This article is more than 1 year old
Bill Gates spams the world on Trustworthy Computing
Integrity? He's heard of it too...
Today you will probably have already read that Bill Gates says that the famous Microsoft security review of this year took twice as long as expected, and cost $100 million. These are the obvious bullet points from an unsolicited email His Billness sent to large numbers of unsuspecting subscribers to Microsoft newsletters, but don't be to hard on the lad.
This is a one-time mailing only, and if you don't ever want to hear from him again you can just do nothing.

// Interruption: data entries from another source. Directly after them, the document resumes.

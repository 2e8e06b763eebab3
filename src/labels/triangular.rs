use crate::core::segment::{SegmentGeometry, bounding_rect};
use crate::core::types::{Point, Rect, Size};
use crate::labels::{DataLabelPlacement, DataLabelSettings};

/// Pyramid/funnel slice label: centred in the slice, or to its right.
///
/// `Auto` stays inside while the label fits the slice width at its centre.
#[must_use]
pub fn triangular_label_rect(
    geometry: &SegmentGeometry,
    size: Size,
    settings: &DataLabelSettings,
) -> Option<Rect> {
    let SegmentGeometry::Polygon(points) = geometry else {
        return None;
    };
    let bounds = bounding_rect(points);
    if !bounds.is_finite() {
        return None;
    }
    let center = bounds.center();
    let outside = Rect::new(
        bounds.right() + settings.padding,
        center.y - size.height / 2.0,
        size.width,
        size.height,
    );
    let inside = Rect::from_center(center, size);
    Some(match settings.placement {
        DataLabelPlacement::Inner | DataLabelPlacement::Center => inside,
        DataLabelPlacement::Outer => outside,
        DataLabelPlacement::Auto => {
            if size.width <= width_at(points, center.y) && size.height <= bounds.height {
                inside
            } else {
                outside
            }
        }
    })
}

/// Horizontal extent of the polygon along the line `y`.
fn width_at(points: &[Point], y: f64) -> f64 {
    let count = points.len();
    let crossings: Vec<f64> = (0..count)
        .filter_map(|index| {
            let a = points[index];
            let b = points[(index + 1) % count];
            let (low, high) = if a.y <= b.y { (a, b) } else { (b, a) };
            if y < low.y || y > high.y {
                return None;
            }
            if (high.y - low.y).abs() < f64::EPSILON {
                return Some(vec![a.x, b.x]);
            }
            let t = (y - low.y) / (high.y - low.y);
            Some(vec![low.x + t * (high.x - low.x)])
        })
        .flatten()
        .collect();
    let min = crossings.iter().copied().fold(f64::INFINITY, f64::min);
    let max = crossings.iter().copied().fold(f64::NEG_INFINITY, f64::max);
    if min.is_finite() && max.is_finite() {
        max - min
    } else {
        0.0
    }
}

#[cfg(test)]
mod tests {
    use super::triangular_label_rect;
    use crate::core::segment::SegmentGeometry;
    use crate::core::types::{Point, Size};
    use crate::labels::DataLabelSettings;

    #[test]
    fn narrow_apex_slice_pushes_label_outside() {
        let geometry = SegmentGeometry::Polygon(vec![
            Point::new(50.0, 0.0),
            Point::new(45.0, 10.0),
            Point::new(55.0, 10.0),
            Point::new(50.0, 0.0),
        ]);
        let rect = triangular_label_rect(&geometry, Size::new(30.0, 8.0), &DataLabelSettings::default())
            .expect("polygon label");
        assert!(rect.left > 55.0);
    }
}
use serde::{Deserialize, Serialize};

use crate::core::column_series::{default_segment_width, validate_slot};
use crate::core::empty_point::{EmptyPointMode, replace_empty_points};
use crate::core::segment::{Segment, SegmentData, SegmentGeometry};
use crate::core::segment_builder::SegmentContext;
use crate::core::series::SeriesPoint;
use crate::core::types::{Point, Rect};
use crate::error::ChartResult;

/// Slot settings of candle and OHLC series.
#[derive(Debug, Clone, Copy, PartialEq, Serialize, Deserialize)]
pub struct FinancialSettings {
    #[serde(default = "default_segment_width")]
    pub width: f64,
    #[serde(default)]
    pub spacing: f64,
}

impl Default for FinancialSettings {
    fn default() -> Self {
        Self {
            width: default_segment_width(),
            spacing: 0.0,
        }
    }
}

impl FinancialSettings {
    pub fn validate(&self) -> ChartResult<()> {
        validate_slot(self.width, self.spacing)
    }
}

/// `true` when the close is at or above the open.
#[must_use]
pub fn is_bullish(open: f64, close: f64) -> bool {
    close >= open
}

/// Open/high/low/close columns after empty-point replacement.
///
/// Each component is filled on its own, so a candle missing only its high
/// borrows that high from its neighbours under `Average`.
#[derive(Debug, Clone, Default, PartialEq)]
pub struct OhlcColumns {
    pub open: Vec<f64>,
    pub high: Vec<f64>,
    pub low: Vec<f64>,
    pub close: Vec<f64>,
}

impl OhlcColumns {
    #[must_use]
    pub fn from_points(points: &[SeriesPoint], mode: EmptyPointMode) -> Self {
        let column = |component: fn(&SeriesPoint) -> f64| {
            let raw: Vec<f64> = points.iter().map(component).collect();
            replace_empty_points(&raw, mode)
        };
        Self {
            open: column(|point| point.open),
            high: column(|point| point.high),
            low: column(|point| point.low),
            close: column(|point| point.close),
        }
    }

    #[must_use]
    pub fn len(&self) -> usize {
        self.open.len()
    }

    #[must_use]
    pub fn is_empty(&self) -> bool {
        self.open.is_empty()
    }

    /// Every component of every point, for range accumulation.
    pub fn values(&self) -> impl Iterator<Item = f64> + '_ {
        self.high
            .iter()
            .chain(&self.low)
            .chain(&self.open)
            .chain(&self.close)
            .copied()
    }
}

#[must_use]
pub fn create_segments(x_values: &[f64], columns: &OhlcColumns) -> Vec<Segment> {
    x_values
        .iter()
        .take(columns.len())
        .enumerate()
        .map(|(index, x)| {
            let (open, high, low, close) = (
                columns.open[index],
                columns.high[index],
                columns.low[index],
                columns.close[index],
            );
            let empty = [*x, open, high, low, close]
                .iter()
                .any(|value| !value.is_finite());
            Segment::new(
                index,
                SegmentData::Financial {
                    x: *x,
                    open,
                    high,
                    low,
                    close,
                },
                empty,
            )
        })
        .collect()
}

/// Body from open/close across the slot; wick from high to low at the centre.
pub fn layout_candles(segments: &mut [Segment], ctx: &SegmentContext<'_>) {
    for segment in segments {
        let SegmentData::Financial {
            x,
            open,
            high,
            low,
            close,
        } = segment.data
        else {
            continue;
        };
        segment.geometry = match ctx.transform {
            Some(transform) if !segment.empty => {
                let center = x + ctx.center_offset();
                let body_start = transform.transform(x + ctx.side_by_side.start(), open);
                let body_end = transform.transform(x + ctx.side_by_side.end(), close);
                let high_point = transform.transform(center, high);
                let low_point = transform.transform(center, low);
                if [body_start, body_end, high_point, low_point]
                    .iter()
                    .all(|point| point.is_finite())
                {
                    SegmentGeometry::Candle {
                        body: Rect::from_points(body_start, body_end),
                        high: high_point,
                        low: low_point,
                        is_bullish: is_bullish(open, close),
                    }
                } else {
                    SegmentGeometry::Empty
                }
            }
            _ => SegmentGeometry::Empty,
        };
    }
}

/// High-low line at the centre, open tick to the left and close tick to the right.
pub fn layout_ohlc(segments: &mut [Segment], ctx: &SegmentContext<'_>) {
    for segment in segments {
        let SegmentData::Financial {
            x,
            open,
            high,
            low,
            close,
        } = segment.data
        else {
            continue;
        };
        segment.geometry = match ctx.transform {
            Some(transform) if !segment.empty => {
                let center = x + ctx.center_offset();
                let high_point = transform.transform(center, high);
                let low_point = transform.transform(center, low);
                let open_tick: (Point, Point) = (
                    transform.transform(x + ctx.side_by_side.start(), open),
                    transform.transform(center, open),
                );
                let close_tick: (Point, Point) = (
                    transform.transform(center, close),
                    transform.transform(x + ctx.side_by_side.end(), close),
                );
                if [high_point, low_point, open_tick.0, open_tick.1, close_tick.0, close_tick.1]
                    .iter()
                    .all(|point| point.is_finite())
                {
                    SegmentGeometry::Ohlc {
                        high: high_point,
                        low: low_point,
                        open: open_tick,
                        close: close_tick,
                        is_bullish: is_bullish(open, close),
                    }
                } else {
                    SegmentGeometry::Empty
                }
            }
            _ => SegmentGeometry::Empty,
        };
    }
}

#[cfg(test)]
mod tests {
    use super::{OhlcColumns, create_segments, is_bullish};
    use crate::core::empty_point::EmptyPointMode;
    use crate::core::series::SeriesPoint;

    #[test]
    fn equal_open_close_counts_as_bullish() {
        assert!(is_bullish(10.0, 10.0));
        assert!(!is_bullish(10.0, 9.0));
    }

    #[test]
    fn missing_component_marks_segment_empty() {
        let points = [
            SeriesPoint::ohlc(0.0, 1.0, 2.0, 0.5, 1.5),
            SeriesPoint::ohlc(1.0, 1.0, f64::NAN, 0.5, 1.5),
        ];
        let columns = OhlcColumns::from_points(&points, EmptyPointMode::None);
        let segments = create_segments(&[0.0, 1.0], &columns);
        assert!(!segments[0].empty);
        assert!(segments[1].empty);
    }

    #[test]
    fn zero_mode_fills_only_the_missing_component() {
        let points = [
            SeriesPoint::ohlc(0.0, 1.0, 2.0, 0.5, 1.5),
            SeriesPoint::ohlc(1.0, f64::NAN, 2.0, 0.5, 1.5),
        ];
        let columns = OhlcColumns::from_points(&points, EmptyPointMode::Zero);
        assert_eq!(columns.open, vec![1.0, 0.0]);
        assert_eq!(columns.high, vec![2.0, 2.0]);
        assert!(!create_segments(&[0.0, 1.0], &columns)[1].empty);
    }
}
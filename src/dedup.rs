//! Bloom-filtered record deduplication
//!
//! Streams a canonical record store through the bloom filter and writes the
//! surviving lines to a new store. The raw line is the dedup key, so two
//! records are duplicates only when the whole credential matches. A bounded
//! worker pool probes the filter; a single writer thread owns the output
//! file and assigns each surviving line its byte offset, which downstream
//! index stages consume as the line lands on disk.
//!
//! With more than one worker the output order of unique lines is not
//! deterministic; the default of one bloom worker keeps runs reproducible.

use crate::bloom::BloomFilter;
use crate::pool::run_stage;
use crate::status::CurationStats;

use anyhow::{Context, Result};
use crossbeam_channel::bounded;
use std::fs::{File, OpenOptions};
use std::io::{BufRead, BufReader, BufWriter, Write};
use std::path::Path;
use std::sync::Arc;

/// Queue depth between the reader, the bloom workers, and the writer.
const QUEUE_DEPTH: usize = 4096;

/// Deduplicate `input` into `output`. `on_unique` runs on the writer thread
/// for every surviving line with the line's byte offset in the output store.
pub fn run_dedup(
    input: &Path,
    output: &Path,
    append: bool,
    filter: Arc<BloomFilter>,
    workers: usize,
    stats: &CurationStats,
    mut on_unique: impl FnMut(u64, &str) -> Result<()> + Send,
) -> Result<()> {
    if workers == 0 {
        anyhow::bail!("bloom worker count must be positive");
    }

    let out_file = OpenOptions::new()
        .create(true)
        .write(true)
        .append(append)
        .truncate(!append)
        .open(output)
        .with_context(|| format!("failed to open deduped store {:?}", output))?;
    let mut offset = if append { out_file.metadata()?.len() } else { 0 };
    let mut writer = BufWriter::with_capacity(1 << 20, out_file);

    let in_file =
        File::open(input).with_context(|| format!("failed to open record store {:?}", input))?;
    let mut reader = BufReader::with_capacity(1 << 20, in_file);

    let (unique_tx, unique_rx) = bounded::<String>(QUEUE_DEPTH);

    let writer_result = std::thread::scope(|s| -> Result<()> {
        let writer_handle = s.spawn(move || -> Result<()> {
            while let Ok(line) = unique_rx.recv() {
                writer
                    .write_all(line.as_bytes())
                    .and_then(|_| writer.write_all(b"\n"))
                    .with_context(|| format!("failed to write deduped store {:?}", output))?;
                on_unique(offset, &line)?;
                offset += line.len() as u64 + 1;
            }
            writer.flush()?;
            Ok(())
        });

        let stage_result = run_stage(
            workers,
            QUEUE_DEPTH,
            |tx| {
                let mut line = String::new();
                loop {
                    line.clear();
                    let n = reader
                        .read_line(&mut line)
                        .with_context(|| format!("failed to read record store {:?}", input))?;
                    if n == 0 {
                        return Ok(());
                    }
                    let trimmed = line.trim_end_matches(['\n', '\r']);
                    if trimmed.is_empty() {
                        continue;
                    }
                    stats.add_line();
                    stats.add_bytes(n as u64);
                    if tx.send(trimmed.to_string()).is_err() {
                        return Ok(());
                    }
                }
            },
            |line: String| {
                if filter.add(line.as_bytes()) {
                    stats.add_duplicate();
                } else {
                    stats.add_unique();
                    unique_tx
                        .send(line)
                        .context("dedup writer exited early")?;
                }
                Ok(())
            },
        );
        drop(unique_tx);

        let writer_result = match writer_handle.join() {
            Ok(result) => result,
            Err(panic) => std::panic::resume_unwind(panic),
        };
        // A writer failure is the root cause of any worker send error.
        writer_result.and(stage_result)
    });

    writer_result
}

#[cfg(test)]
mod tests {
    use super::*;
    use std::sync::atomic::Ordering;
    use std::sync::Mutex;
    use tempfile::TempDir;

    fn dedup_lines(input_lines: &[&str], workers: usize) -> (Vec<String>, u64, u64) {
        let dir = TempDir::new().unwrap();
        let input = dir.path().join("in.json");
        let output = dir.path().join("out.json");
        std::fs::write(&input, input_lines.join("\n") + "\n").unwrap();

        let filter = Arc::new(BloomFilter::new(1 << 16, 4).unwrap());
        let stats = CurationStats::new();
        run_dedup(&input, &output, false, filter, workers, &stats, |_, _| Ok(())).unwrap();

        let out: Vec<String> = std::fs::read_to_string(&output)
            .unwrap()
            .lines()
            .map(|s| s.to_string())
            .collect();
        (
            out,
            stats.unique.load(Ordering::Relaxed),
            stats.duplicates.load(Ordering::Relaxed),
        )
    }

    #[test]
    fn test_exact_duplicates_dropped() {
        let (out, unique, dups) = dedup_lines(
            &[
                r#"{"email":"a@b.com","user":"a","domain":"b.com","password":"x"}"#,
                r#"{"email":"a@b.com","user":"a","domain":"b.com","password":"x"}"#,
                r#"{"email":"a@b.com","user":"a","domain":"b.com","password":"y"}"#,
            ],
            1,
        );
        assert_eq!(out.len(), 2, "same email with different password survives");
        assert_eq!(unique, 2);
        assert_eq!(dups, 1);
    }

    #[test]
    fn test_single_worker_preserves_order() {
        let (out, _, _) = dedup_lines(&["line-b", "line-a", "line-b", "line-c"], 1);
        assert_eq!(out, vec!["line-b", "line-a", "line-c"]);
    }

    #[test]
    fn test_multi_worker_same_unique_set() {
        let lines: Vec<String> = (0..500).map(|i| format!("line-{}", i % 100)).collect();
        let refs: Vec<&str> = lines.iter().map(|s| s.as_str()).collect();
        let (mut out, unique, dups) = dedup_lines(&refs, 4);
        out.sort();
        out.dedup();
        assert_eq!(out.len(), 100);
        assert_eq!(unique, 100);
        assert_eq!(dups, 400);
    }

    #[test]
    fn test_on_unique_offsets_resolve() {
        let dir = TempDir::new().unwrap();
        let input = dir.path().join("in.json");
        let output = dir.path().join("out.json");
        std::fs::write(&input, "alpha\nbeta\ngamma\n").unwrap();

        let located: Mutex<Vec<(u64, String)>> = Mutex::new(Vec::new());
        let filter = Arc::new(BloomFilter::new(1 << 12, 4).unwrap());
        run_dedup(
            &input,
            &output,
            false,
            filter,
            1,
            &CurationStats::new(),
            |offset, line| {
                located.lock().unwrap().push((offset, line.to_string()));
                Ok(())
            },
        )
        .unwrap();

        let raw = std::fs::read(&output).unwrap();
        for (offset, line) in located.into_inner().unwrap() {
            let start = offset as usize;
            assert_eq!(&raw[start..start + line.len()], line.as_bytes());
        }
    }

    #[test]
    fn test_append_offsets_follow_existing_content() {
        let dir = TempDir::new().unwrap();
        let input = dir.path().join("in.json");
        let output = dir.path().join("out.json");
        std::fs::write(&input, "fresh\n").unwrap();
        std::fs::write(&output, "existing\n").unwrap();

        let offsets: Mutex<Vec<u64>> = Mutex::new(Vec::new());
        let filter = Arc::new(BloomFilter::new(1 << 12, 4).unwrap());
        run_dedup(
            &input,
            &output,
            true,
            filter,
            1,
            &CurationStats::new(),
            |offset, _| {
                offsets.lock().unwrap().push(offset);
                Ok(())
            },
        )
        .unwrap();

        assert_eq!(offsets.into_inner().unwrap(), vec![9]);
        assert_eq!(std::fs::read_to_string(&output).unwrap(), "existing\nfresh\n");
    }
}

Otherwise, you need to go here if you want to hear from Bill and other execs in the future, so it's opt-in, right?. You may note in passing, should you have got that far, that this appears to be that most remarkable of things, a Microsoft service that doesn't require Passport.
However, rather than being impressed by the length and the cost of the review (not to mention the precision of the project management and the tedium of the email), we were more taken by the following, which we reproduce without comment on the basis that it is beyond satire:
"Trustworthy Computing has four pillars: reliability, security, privacy and business integrity.
"Reliability means that a computer system is dependable, is available when needed, and performs as expected and at appropriate levels.
"Security means that a system is resilient to attack, and that the confidentiality, integrity and availability of both the system and its data are protected.
"Privacy means that individuals have the ability to control data about themselves and that those using such data faithfully adhere to fair information principles.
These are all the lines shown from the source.